Genomic Structure and Chromosomal Mapping of the Nuclear Orphan Receptor RORγ (RORC) Gene

The nuclear orphan receptor subfamily ROR/RZR is part of the steroid and thyroid hormone/retinoid receptor superfamily and consists of three different genes, α, β, and γ. In this study, we determined the genomic structure of mouse RORγ and the chromosomal localization of both mouse RORγ and human RORγ (HGMW-approved symbol RORC). The genomic structure of the mouse RORγ gene was derived from the analysis of P1 vector clones containing large genomic fragments encoding RORγ. These results revealed that the mRORγ gene has a complex structure consisting of 11 exons separated by 10 introns spanning more than 21 kb of genomic DNA. The DNA-binding domain is contained in two exons, 3 and 4, each encoding one zinc-finger. The splice site between exon 3 and exon 4 is identical to that found in RAR and TR3 receptors.

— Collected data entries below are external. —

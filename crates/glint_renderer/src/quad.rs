//! Parallelogram primitive and the six-sided box built from it.

use std::sync::Arc;

use crate::hittable::{HitRecord, Hittable, HittableList};
use crate::Material;
use glint_math::{Aabb, Interval, Ray, Vec3};
use rand::RngCore;

/// Rays this close to parallel with the plane never hit it.
const PARALLEL_EPSILON: f32 = 1e-8;

/// A parallelogram spanned by corner `q` and edges `u`, `v`.
///
/// Hits report the planar coordinates `(alpha, beta)` of the intersection
/// as `(u, v)`.
pub struct Quad {
    q: Vec3,
    u: Vec3,
    v: Vec3,
    /// `n / (n . n)`, maps planar offsets to (alpha, beta)
    w: Vec3,
    normal: Vec3,
    /// Plane offset: normal . x = d
    d: f32,
    material: Arc<dyn Material>,
    bbox: Aabb,
}

impl Quad {
    pub fn new(q: Vec3, u: Vec3, v: Vec3, material: Arc<dyn Material>) -> Self {
        let n = u.cross(v);
        let normal = n.normalize();
        let d = normal.dot(q);
        let w = n / n.dot(n);

        // Both diagonals, so any winding of u and v is covered
        let bbox = Aabb::surrounding(
            &Aabb::from_points(q, q + u + v),
            &Aabb::from_points(q + u, q + v),
        );

        Self {
            q,
            u,
            v,
            w,
            normal,
            d,
            material,
            bbox,
        }
    }

    /// Interior test in plane coordinates.
    fn is_interior(alpha: f32, beta: f32) -> bool {
        let unit = Interval::new(0.0, 1.0);
        unit.contains(alpha) && unit.contains(beta)
    }
}

impl Hittable for Quad {
    fn hit<'a>(
        &'a self,
        ray: &Ray,
        ray_t: Interval,
        rec: &mut HitRecord<'a>,
        _rng: &mut dyn RngCore,
    ) -> bool {
        let denom = self.normal.dot(ray.direction());
        if denom.abs() < PARALLEL_EPSILON {
            return false;
        }

        let t = (self.d - self.normal.dot(ray.origin())) / denom;
        if !ray_t.contains(t) {
            return false;
        }

        let intersection = ray.at(t);
        let planar_hitpt = intersection - self.q;
        let alpha = self.w.dot(planar_hitpt.cross(self.v));
        let beta = self.w.dot(self.u.cross(planar_hitpt));

        if !Self::is_interior(alpha, beta) {
            return false;
        }

        rec.t = t;
        rec.p = intersection;
        rec.u = alpha;
        rec.v = beta;
        rec.material = self.material.as_ref();
        rec.set_face_normal(ray, self.normal);

        true
    }

    fn bounding_box(&self) -> Aabb {
        self.bbox
    }
}

/// The closed box with opposite corners `a` and `b`, as six quads.
pub fn make_box(a: Vec3, b: Vec3, material: Arc<dyn Material>) -> HittableList {
    let mut sides = HittableList::new();

    let min = a.min(b);
    let max = a.max(b);

    let dx = Vec3::new(max.x - min.x, 0.0, 0.0);
    let dy = Vec3::new(0.0, max.y - min.y, 0.0);
    let dz = Vec3::new(0.0, 0.0, max.z - min.z);

    let faces = [
        (Vec3::new(min.x, min.y, max.z), dx, dy),  // front
        (Vec3::new(max.x, min.y, max.z), -dz, dy), // right
        (Vec3::new(max.x, min.y, min.z), -dx, dy), // back
        (Vec3::new(min.x, min.y, min.z), dz, dy),  // left
        (Vec3::new(min.x, max.y, max.z), dx, -dz), // top
        (Vec3::new(min.x, min.y, min.z), dx, dz),  // bottom
    ];

    for (q, u, v) in faces {
        sides.push(Quad::new(q, u, v, material.clone()));
    }

    sides
}

#[cfg(test)]
mod tests {
    use super::*;
    use crate::{Color, Lambertian};
    use rand::rngs::StdRng;
    use rand::SeedableRng;

    fn gray() -> Arc<dyn Material> {
        Arc::new(Lambertian::new(Color::splat(0.5)))
    }

    fn unit_quad() -> Quad {
        // Unit square in the z = 0 plane
        Quad::new(Vec3::ZERO, Vec3::X, Vec3::Y, gray())
    }

    #[test]
    fn test_quad_hit_reports_planar_coordinates() {
        let quad = unit_quad();
        let ray = Ray::new_simple(Vec3::new(0.25, 0.75, 2.0), Vec3::new(0.0, 0.0, -1.0));
        let mut rec = HitRecord::default();
        let mut rng = StdRng::seed_from_u64(0);

        assert!(quad.hit(&ray, Interval::new(0.001, f32::INFINITY), &mut rec, &mut rng));
        assert!((rec.t - 2.0).abs() < 1e-5);
        assert!((rec.u - 0.25).abs() < 1e-5);
        assert!((rec.v - 0.75).abs() < 1e-5);
        assert!(rec.front_face);
        assert_eq!(rec.normal, Vec3::Z);
    }

    #[test]
    fn test_quad_rejects_outside_points() {
        let quad = unit_quad();
        let ray = Ray::new_simple(Vec3::new(1.5, 0.5, 2.0), Vec3::new(0.0, 0.0, -1.0));
        let mut rec = HitRecord::default();
        let mut rng = StdRng::seed_from_u64(0);

        assert!(!quad.hit(&ray, Interval::new(0.001, f32::INFINITY), &mut rec, &mut rng));
    }

    #[test]
    fn test_quad_rejects_parallel_rays() {
        let quad = unit_quad();
        let ray = Ray::new_simple(Vec3::new(0.5, 0.5, 0.0), Vec3::X);
        let mut rec = HitRecord::default();
        let mut rng = StdRng::seed_from_u64(0);

        assert!(!quad.hit(&ray, Interval::UNIVERSE, &mut rec, &mut rng));
    }

    #[test]
    fn test_quad_respects_interval() {
        let quad = unit_quad();
        let ray = Ray::new_simple(Vec3::new(0.5, 0.5, 2.0), Vec3::new(0.0, 0.0, -1.0));
        let mut rec = HitRecord::default();
        let mut rng = StdRng::seed_from_u64(0);

        assert!(!quad.hit(&ray, Interval::new(0.001, 1.0), &mut rec, &mut rng));
    }

    #[test]
    fn test_flat_quad_bbox_is_padded() {
        let bbox = unit_quad().bounding_box();
        assert!(bbox.z.size() > 0.0);
        assert!(bbox.z.contains(0.0));
    }

    #[test]
    fn test_box_has_six_sides_and_tight_bounds() {
        let sides = make_box(Vec3::new(1.0, 2.0, 3.0), Vec3::ZERO, gray());
        assert_eq!(sides.len(), 6);

        let bbox = sides.bounding_box();
        assert!((bbox.min() - Vec3::ZERO).length() < 1e-3);
        assert!((bbox.max() - Vec3::new(1.0, 2.0, 3.0)).length() < 1e-3);
    }

    #[test]
    fn test_box_is_closed() {
        let sides = make_box(Vec3::splat(-1.0), Vec3::splat(1.0), gray());
        let mut rng = StdRng::seed_from_u64(3);

        // Rays from the center escape through exactly one face
        for dir in [Vec3::X, -Vec3::X, Vec3::Y, -Vec3::Y, Vec3::Z, -Vec3::Z] {
            let ray = Ray::new_simple(Vec3::new(0.1, -0.2, 0.3), dir);
            let mut rec = HitRecord::default();
            assert!(sides.hit(&ray, Interval::new(0.001, f32::INFINITY), &mut rec, &mut rng));
            assert!(!rec.front_face);
        }
    }
}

RORγ is expressed as two mRNAs, 2.3 and 3.0 kb in size, that are derived by the use of alternative polyadenylation signals. We show by fluorescencein situhybridization that the mouse RORγ gene is located on chromosome 3, in a region that corresponds to band 3F2.1–2.2. The human RORγ was mapped to chromosome region 1q21. The results demonstrate that the RORγ genes are located in chromosomal regions that are syntenic between mouse and human.